I would argue that calf stretches are the most important for the overall foot. This will lengthen and loosen both the achilles and plantar fascia, two very important structures that will cause inability to walk properly and pain if there is a problem.
Two other great foot stretches are:
- forefoot stretch (picture pulling apart the front of the foot by grabbing onto the great toe joint and pinky toe joint)
- ball of foot stretches (bending the toe joints back toward the top of the foot, and then forward toward the bottom of the foot).
Massage and Ice
Massage and icing, in my opinion, go hand in hand with stretching, especially when talking about relieving foot pain and discomfort.

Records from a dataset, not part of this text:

use dialoguer::{Confirm, Input, Select};
use strsim::jaro_winkler;

use crate::document::PlanDocument;
use crate::error::{Result, SwapError};
use crate::exchange::constants::FUZZY_MATCH_THRESHOLD;
use crate::interface::render::describe_food_line;
use crate::models::{FoodItem, Unit};

/// What to do with a selected plan line.
#[derive(Debug, Clone, Copy, PartialEq, Eq)]
pub enum SwapAction {
    Substitute,
    Quantity,
    Back,
}

/// Pick an editable line from the document; `None` ends the session.
pub fn prompt_line_choice(doc: &PlanDocument) -> Result<Option<usize>> {
    let food_lines = doc.food_lines();

    let mut options: Vec<String> = food_lines
        .iter()
        .map(|(_, line)| describe_food_line(line))
        .collect();
    options.push("Done editing".to_string());

    let selection = Select::new()
        .with_prompt("Which line do you want to edit?")
        .items(&options)
        .default(0)
        .interact()?;

    if selection < food_lines.len() {
        Ok(Some(food_lines[selection].0))
    } else {
        Ok(None)
    }
}

/// Choose the edit to apply to the selected line.
pub fn prompt_action() -> Result<SwapAction> {
    let options = ["Swap the food", "Change the quantity", "Back"];

    let selection = Select::new()
        .with_prompt("What do you want to change?")
        .items(&options)
        .default(0)
        .interact()?;

    Ok(match selection {
        0 => SwapAction::Substitute,
        1 => SwapAction::Quantity,
        _ => SwapAction::Back,
    })
}

/// Pick a replacement food with fuzzy matching.
///
/// Exact name match first (case-insensitive), then Jaro-Winkler
/// candidates above the threshold: a single candidate is confirmed, more
/// are offered as a short selection. Empty input cancels.
pub fn prompt_replacement(candidates: &[&FoodItem]) -> Result<Option<String>> {
    loop {
        let input: String = Input::new()
            .with_prompt("Replacement food (or press Enter to cancel)")
            .allow_empty(true)
            .interact_text()?;

        let input = input.trim();
        if input.is_empty() {
            return Ok(None);
        }

        // Try exact match first (case-insensitive)
        let exact = candidates
            .iter()
            .find(|f| f.name.to_lowercase() == input.to_lowercase());

        if let Some(food) = exact {
            return Ok(Some(food.name.clone()));
        }

        // Try fuzzy matching
        let mut matches: Vec<(&FoodItem, f64)> = candidates
            .iter()
            .map(|f| (*f, jaro_winkler(&f.name.to_lowercase(), &input.to_lowercase())))
            .filter(|(_, score)| *score > FUZZY_MATCH_THRESHOLD)
            .collect();

        matches.sort_by(|a, b| b.1.partial_cmp(&a.1).unwrap_or(std::cmp::Ordering::Equal));

        if matches.is_empty() {
            println!("No matching food found for '{}'", input);
            continue;
        }

        if matches.len() == 1 {
            let food = matches[0].0;
            let confirm = Confirm::new()
                .with_prompt(format!("Did you mean '{}'?", food.name))
                .default(true)
                .interact()?;

            if confirm {
                return Ok(Some(food.name.clone()));
            }
            continue;
        }

        // Multiple matches - let user select
        let options: Vec<String> = matches.iter().take(5).map(|(f, _)| f.name.clone()).collect();

        let mut selection_options = options.clone();
        selection_options.push("None of these".to_string());

        let selection = Select::new()
            .with_prompt("Which did you mean?")
            .items(&selection_options)
            .default(0)
            .interact()?;

        if selection < options.len() {
            return Ok(Some(options[selection].clone()));
        }
    }
}

/// Prompt for a new quantity in the line's unit.
pub fn prompt_new_quantity(unit: Unit) -> Result<f64> {
    let input: String = Input::new()
        .with_prompt(format!("New quantity ({})", unit.label()))
        .interact_text()?;

    let quantity: f64 = input
        .trim()
        .replace(',', ".")
        .parse()
        .map_err(|_| SwapError::InvalidInput("Invalid number".to_string()))?;

    if quantity <= 0.0 {
        return Err(SwapError::InvalidInput(
            "Quantity must be positive".to_string(),
        ));
    }

    Ok(quantity)
}

/// Prompt for the day's calorie objective.
pub fn prompt_target_calories() -> Result<f64> {
    let input: String = Input::new()
        .with_prompt("Calorie target for this plan?")
        .default("2000".to_string())
        .interact_text()?;

    input
        .trim()
        .parse()
        .map_err(|_| SwapError::InvalidInput("Invalid number".to_string()))
}

/// Prompt for yes/no confirmation.
pub fn prompt_yes_no(prompt: &str, default: bool) -> Result<bool> {
    Ok(Confirm::new()
        .with_prompt(prompt)
        .default(default)
        .interact()?)
}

Massaging also helps to relieve tightness, encourages blood flow and circulation which is healing and regenerative. Ice is a natural anti-inflammatory and can assist in healing and pain management. Ice and rest are recommended for swelling and soreness.
Other tips that I encourage you to keep in mind:
Replace old shoes
Flat, thin, old and worn out shoes are not healthy for your feet overall and especially this vulnerable padding.
Have a Variety of Shoes
Have a variety of shoes to alternate throughout the week and day, shoes that are appropriate for whatever activity you are doing, and even adding insoles or arch support to your existing shoes that may be lacking this feature.

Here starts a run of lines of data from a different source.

//! Load a roster and report what the page would show.

use anyhow::{Context as _, Result};
use roster_page::data::Document;
use roster_page::sections::{is_highlighted, resolve_instructor, student_course_line};

use super::{cli_logger, fetch_client, page_config, CheckArgs};
use crate::context::Context;
use crate::output::source_badge;

/// Run the check command.
pub async fn run(args: CheckArgs, ctx: &Context) -> Result<()> {
    let config = page_config(&args.source, ctx);
    let client = fetch_client(&args.source, ctx, cli_logger(ctx))?;
    let url = client.resolve_url(Some(&config.data_path));

    let document: Document = client
        .fetch_with(args.strategy(), Some(&config.data_path))
        .await
        .with_context(|| format!("Failed to load {}", url))?;

    let highlighted = document.students.iter().filter(|s| is_highlighted(s)).count();
    let assignments: Vec<_> = document
        .courses
        .iter()
        .map(|course| (course, resolve_instructor(course, &document.instructors)))
        .collect();

    if ctx.output.is_json() {
        let courses: Vec<_> = assignments
            .iter()
            .map(|(course, assignment)| {
                serde_json::json!({
                    "title": course.title,
                    "instructor": assignment.name,
                    "fallback": assignment.is_fallback(),
                })
            })
            .collect();
        ctx.output.json(&serde_json::json!({
            "url": url,
            "students": document.students.len(),
            "courses": document.courses.len(),
            "instructors": document.instructors.len(),
            "highlighted": highlighted,
            "assignments": courses,
        }));
        return Ok(());
    }

    ctx.output.header(&format!("Roster: {}", url));
    ctx.output.kv("students", &document.students.len().to_string());
    ctx.output.kv("courses", &document.courses.len().to_string());
    ctx.output.kv("instructors", &document.instructors.len().to_string());
    ctx.output.kv("highlighted", &highlighted.to_string());

    ctx.output.header("Student → Course → Course Description");
    for student in &document.students {
        ctx.output
            .list_item(&student_course_line(student, &document.courses));
    }

    ctx.output.header("Course → Instructor");
    for (course, assignment) in &assignments {
        ctx.output.list_item(&format!(
            "{} → {} [{}]",
            course.title_text(),
            assignment.name,
            source_badge(assignment.source)
        ));
    }

    let fallbacks = assignments.iter().filter(|(_, a)| a.is_fallback()).count();
    if fallbacks > 0 {
        ctx.output.warn(&format!(
            "{} of {} courses have no instructor with a matching subject",
            fallbacks,
            assignments.len()
        ));
    }

    Ok(())
}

Choose Comfortable Options
Choosing comfortable, cushioned and supportive shoes is also a very easy and important way to prevent foot pain. Shoes with arch support and with a thicker sole to absorb shock are best overall and for daily use. Don’t underestimate how important shoe gear is! Shoes that offer support, cushioning and shock absorption, like styles from Vionic, are protective and can only help! If you don’t have enough of these 3 things, you can eventually develop pain, inflammation and injury.
Take Care of Your Feet
It is important to try to avoid long periods of walking and standing barefoot and wearing slippers or indoor shoes are great and easy ways to prevent foot pain. Consider getting a gel mat for the kitchen, standing desk, and any other place where you tend to stand in one place a lot. Also, try to follow a healthy diet, manage a healthy weight and stay active. When you are home, you should think of it as being in “active recovery”. Home should be a cozy place to relax and regenerate. Exercising barefoot (for higher impact workouts), cooking barefoot, up and down stairs, working from home–all of this adds up and slowly causes pain in feet and thinning of the fat pads on the bottom of the feet. I have seen an increase of this especially during the pandemic, because we have all been home more! After working out, after an injury, or even just a long day, take your shoes off and slip on a pair of Vionic slippers or recovery slides which include a massaging foot bed, dual density materials for stability and for cushioning.
About the Author:
Dr. Jacqueline Sutera is a surgically trained doctor of podiatric medicine specializing in the prevention and treatment of foot pathology. She graduated from Fordham University with a Bachelor of Science degree in Biology and Philosophy. She later attended the New York College of Podiatric Medicine where she earned the degree of Doctor of Podiatric Medicine (DPM). Dr. Sutera received her postgraduate residency training at the busy level-one trauma center at Jamaica Hospital in Queens, NY and Brookdale Hospital in Brooklyn, NY. During her time there, she served as chief surgical resident and received and completed training in all aspects of podiatric medicine and surgery. Dr. Sutera is Board Certified in Foot Surgery and is a Fellow of the American College of Foot & Ankle Surgeons. She is also a proud member and spokesperson for the American Podiatric Medical Association and the New York State Podiatric Medical Society. As one of NYC’s premier podiatric physicians, she is a caring, conscientious and extremely personable doctor who prides herself on being holistic in her approach to foot care. Where other doctors treat feet only locally, she has a unique gift of being able to link some foot problems to other underlying conditions taking place in the body.